CN113743601A

CN113743601A - Method for retraining compensation activation function of low-bit quantization network

Info

Publication number: CN113743601A
Application number: CN202010460267.4A
Authority: CN
Inventors: 周飞飞
Original assignee: Hefei Ingenic Technology Co ltd
Current assignee: Hefei Ingenic Technology Co ltd
Priority date: 2020-05-27
Filing date: 2020-05-27
Publication date: 2021-12-03

Abstract

The invention provides a method for retraining a compensation activation function of a low-bit quantization network, which is characterized in that in a full-precision quantization model, the size of compressed data of an original activation function is divided by the size of compressed data of the activation function, and the compressed data is multiplied by the size of the compressed data of the corresponding activation function after calculation by an original model formula, namely, the full-precision data distribution is kept, and only the dispersion of characteristic data is modified.

Description

Method for retraining compensation activation function of low-bit quantization network

Technical Field

The invention relates to the technical field of neural networks, in particular to a method for retraining a compensation activation function by a low-bit quantization network.

Background

With the rapid development of computer technology, algorithms based on convolutional neural networks are successfully applied to various identification fields. In the prior art, particularly, as the number of stacked layers of convolutional neural network models is increased, features (features) to low bits (low bits) are required to be quantized in order to enable the models to normally operate at a mobile terminal, so that the calculated amount of the models is reduced. However, a series of more quantitative operation nodes are added to the activation function, so that precision loss and long model convergence time occur during low-bit quantization retraining. In the prior art, on the basis of full precision, corresponding quantization operation nodes are added to an activation function, and training is started from the beginning based on full-precision parameter information.

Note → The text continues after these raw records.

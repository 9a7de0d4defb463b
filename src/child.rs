//! Re-entry of the test program as an isolated child.
//!
//! Isolated runs re-execute the current program with the target test named in
//! its environment. When the program reaches the runner again it sees the
//! variables, runs exactly that test and exits with its code.

use super::Result;
use crate::error::Error;
use crate::registry::{Registry, TestCase};
use std::convert::Infallible;
use std::panic;
use tracing::debug;

pub const SUITE_VAR: &str = "TESTFW_SUITE";
pub const NAME_VAR: &str = "TESTFW_NAME";
pub const INDEX_VAR: &str = "TESTFW_INDEX";

/// Whether the current process was spawned as an isolated child.
///
/// Children write only test output: their stderr belongs to the test's sink.
pub fn is_isolated_child() -> bool {
    std::env::var_os(SUITE_VAR).is_some()
}

/// Identity of the test an isolated child must run.
///
/// The registry index selects the entry; the name pair guards against a
/// child whose registry was built differently from its parent's.
#[derive(Debug, Clone, PartialEq, Eq)]
pub struct IsolatedTarget {
    pub index: usize,
    pub suite: String,
    pub name: String,
}

impl IsolatedTarget {
    pub fn of(index: usize, test: &TestCase) -> Self {
        Self {
            index,
            suite: test.suite.clone(),
            name: test.name.clone(),
        }
    }

    /// Environment variables that make the child select this test.
    pub fn env(&self) -> [(&'static str, String); 3] {
        [
            (SUITE_VAR, self.suite.clone()),
            (NAME_VAR, self.name.clone()),
            (INDEX_VAR, self.index.to_string()),
        ]
    }

    /// The target of the current process, if it was spawned as a child.
    pub fn from_env() -> Result<Option<Self>> {
        Self::from_vars(
            std::env::var(SUITE_VAR).ok(),
            std::env::var(NAME_VAR).ok(),
            std::env::var(INDEX_VAR).ok(),
        )
    }

    fn from_vars(
        suite: Option<String>,
        name: Option<String>,
        index: Option<String>,
    ) -> Result<Option<Self>> {
        match (suite, name, index) {
            (None, None, None) => Ok(None),
            (Some(suite), Some(name), Some(index)) => {
                let index = index
                    .parse()
                    .map_err(|_| Error::InvalidTarget(format!("{INDEX_VAR}={index:?}")))?;
                Ok(Some(Self { index, suite, name }))
            }
            _ => Err(Error::InvalidTarget(format!(
                "{SUITE_VAR}, {NAME_VAR} and {INDEX_VAR} must be set together"
            ))),
        }
    }

    /// The registry entry at the target's index, which must carry the
    /// target's identity.
    pub fn resolve<'r>(&self, registry: &'r Registry) -> Result<&'r TestCase> {
        let test = registry.get(self.index)?;
        if !test.is(&self.suite, &self.name) {
            return Err(Error::TargetMismatch {
                index: self.index,
                expected: format!("{}.{}", self.suite, self.name),
                found: test.full_name(),
            });
        }
        Ok(test)
    }
}

/// Runs the target test and exits the process with its code.
///
/// A panic aborts the process, so a failed assertion terminates the child
/// with `SIGABRT` instead of unwinding into the runner.
pub fn enter(
    target: &IsolatedTarget,
    registry: &Registry,
    args: &[String],
) -> Result<Infallible> {
    let test = target.resolve(registry)?;
    debug!("Running {} as isolated child", test.full_name());

    let builtin_panic_hook = panic::take_hook();
    panic::set_hook(Box::new(move |info| {
        builtin_panic_hook(info);
        std::process::abort();
    }));

    std::process::exit((test.entry)(args))
}
pub mod output_tests;
pub mod verdict_tests;
use super::Result;
use crate::child::{self, IsolatedTarget};
use crate::config::{ExecutionMode, RunConfig};
use crate::error::Error;
use crate::executor::{self, IsolatedRun};
use crate::outcome::TerminationRecord;
use crate::registry::{Registry, TestCase};
use crate::reporter::Reporter;
use crate::supervisor::TimeoutSupervisor;
use futures::stream::{FuturesUnordered, StreamExt};
use std::time::Duration;
use tracing::{debug, info};

/// Drives runs end to end and computes the aggregate failure count.
///
/// Every registered test runs exactly once; no outcome stops the iteration.
/// Only fatal errors (output destination, process creation, invariant
/// violations) abort a run.
pub struct Runner {
    config: RunConfig,
    reporter: Reporter,
    supervisor: TimeoutSupervisor,
}

impl Runner {
    /// Runner reporting to standard output.
    pub fn new(config: RunConfig) -> Self {
        let reporter = Reporter::new(config.silent, config.verbose).color(config.color);
        Self::with_reporter(config, reporter)
    }

    pub fn with_reporter(config: RunConfig, reporter: Reporter) -> Self {
        let supervisor = TimeoutSupervisor::from_config(&config);
        Self {
            config,
            reporter,
            supervisor,
        }
    }

    pub fn config(&self) -> &RunConfig {
        &self.config
    }

    /// Runs every registered test and returns how many did not succeed.
    ///
    /// `args` reach the entry points directly in process. Isolated children
    /// get theirs from their own invocation, which repeats `program_args`.
    /// In an isolated child this runs the single selected test and exits.
    pub async fn run_all(
        &mut self,
        registry: &Registry,
        args: &[String],
        mode: ExecutionMode,
    ) -> Result<usize> {
        reenter_if_child(registry, args)?;

        info!("Running {} tests ({:?})", registry.len(), mode);
        let tests: Vec<(usize, &TestCase)> = registry.iter().enumerate().collect();
        let failures = match mode {
            ExecutionMode::ParallelIsolated => self.run_parallel(&tests).await?,
            _ => self.run_sequential(&tests, args, mode).await?,
        };
        info!("Run finished: {} of {} tests failed", failures, registry.len());
        Ok(failures)
    }

    /// Runs the registered test `(suite, name)` alone.
    pub async fn run_one(
        &mut self,
        registry: &Registry,
        suite: &str,
        name: &str,
        args: &[String],
        mode: ExecutionMode,
    ) -> Result<usize> {
        reenter_if_child(registry, args)?;

        let index = registry
            .position(suite, name)
            .ok_or_else(|| Error::UnknownTest {
                suite: suite.to_string(),
                name: name.to_string(),
            })?;
        let tests = [(index, registry.get(index)?)];
        match mode {
            ExecutionMode::ParallelIsolated => self.run_parallel(&tests).await,
            _ => self.run_sequential(&tests, args, mode).await,
        }
    }

    /// One test at a time. An in-process test that outlives its limit ends
    /// the run once reported, since its thread cannot be stopped.
    async fn run_sequential(
        &mut self,
        tests: &[(usize, &TestCase)],
        args: &[String],
        mode: ExecutionMode,
    ) -> Result<usize> {
        let mut failures = 0;
        for &(index, test) in tests {
            self.reporter.announce(test)?;
            if mode == ExecutionMode::InProcess {
                let run = executor::run_in_process(test, args, &self.config).await?;
                failures += self.conclude(test, run.record, run.elapsed)?;
                if run.expired {
                    return Err(Error::InProcessTimeout {
                        test: test.full_name(),
                        limit: self.config.time_limit().unwrap_or_default(),
                    });
                }
            } else {
                let mut run = IsolatedRun::spawn(index, test, &self.config)?;
                let (record, elapsed) = self.supervisor.supervise(&mut run).await?;
                failures += self.conclude(test, record, elapsed)?;
            }
        }
        Ok(failures)
    }

    /// Starts every test first, then reaps them in completion order.
    async fn run_parallel(&mut self, tests: &[(usize, &TestCase)]) -> Result<usize> {
        let mut runs = Vec::with_capacity(tests.len());
        for &(index, test) in tests {
            self.reporter.announce(test)?;
            runs.push(IsolatedRun::spawn(index, test, &self.config)?);
        }
        debug!("{} isolated runs started", runs.len());

        let supervisor = self.supervisor;
        let mut pending: FuturesUnordered<_> = runs
            .into_iter()
            .map(|mut run| async move {
                let result = supervisor.supervise(&mut run).await;
                (run.test(), result)
            })
            .collect();

        let mut failures = 0;
        while let Some((test, result)) = pending.next().await {
            let (record, elapsed) = result?;
            failures += self.conclude(test, record, elapsed)?;
        }
        Ok(failures)
    }

    fn conclude(
        &mut self,
        test: &TestCase,
        record: TerminationRecord,
        elapsed: Duration,
    ) -> Result<usize> {
        let outcome = self.reporter.report(test, record, elapsed)?;
        debug!("{} -> {}", test.full_name(), outcome);
        Ok(usize::from(!outcome.is_success()))
    }
}

fn reenter_if_child(registry: &Registry, args: &[String]) -> Result<()> {
    match IsolatedTarget::from_env()? {
        Some(target) => match child::enter(&target, registry, args)? {},
        None => Ok(()),
    }
}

In the prior art, when 32-bit quantization is low bit, due to the requirement of ensuring the precision after quantization, fine adjustment needs to be performed on the basis of the original full precision, and due to the fact that the corresponding quantization operation mode is added to the activation function, the parameter distribution of the low-bit model has a large difference relative to the full precision, the low-bit model needs to be retrained based on the full-precision quantization, but the full-precision level is often difficult to achieve, and even convergence cannot be achieved.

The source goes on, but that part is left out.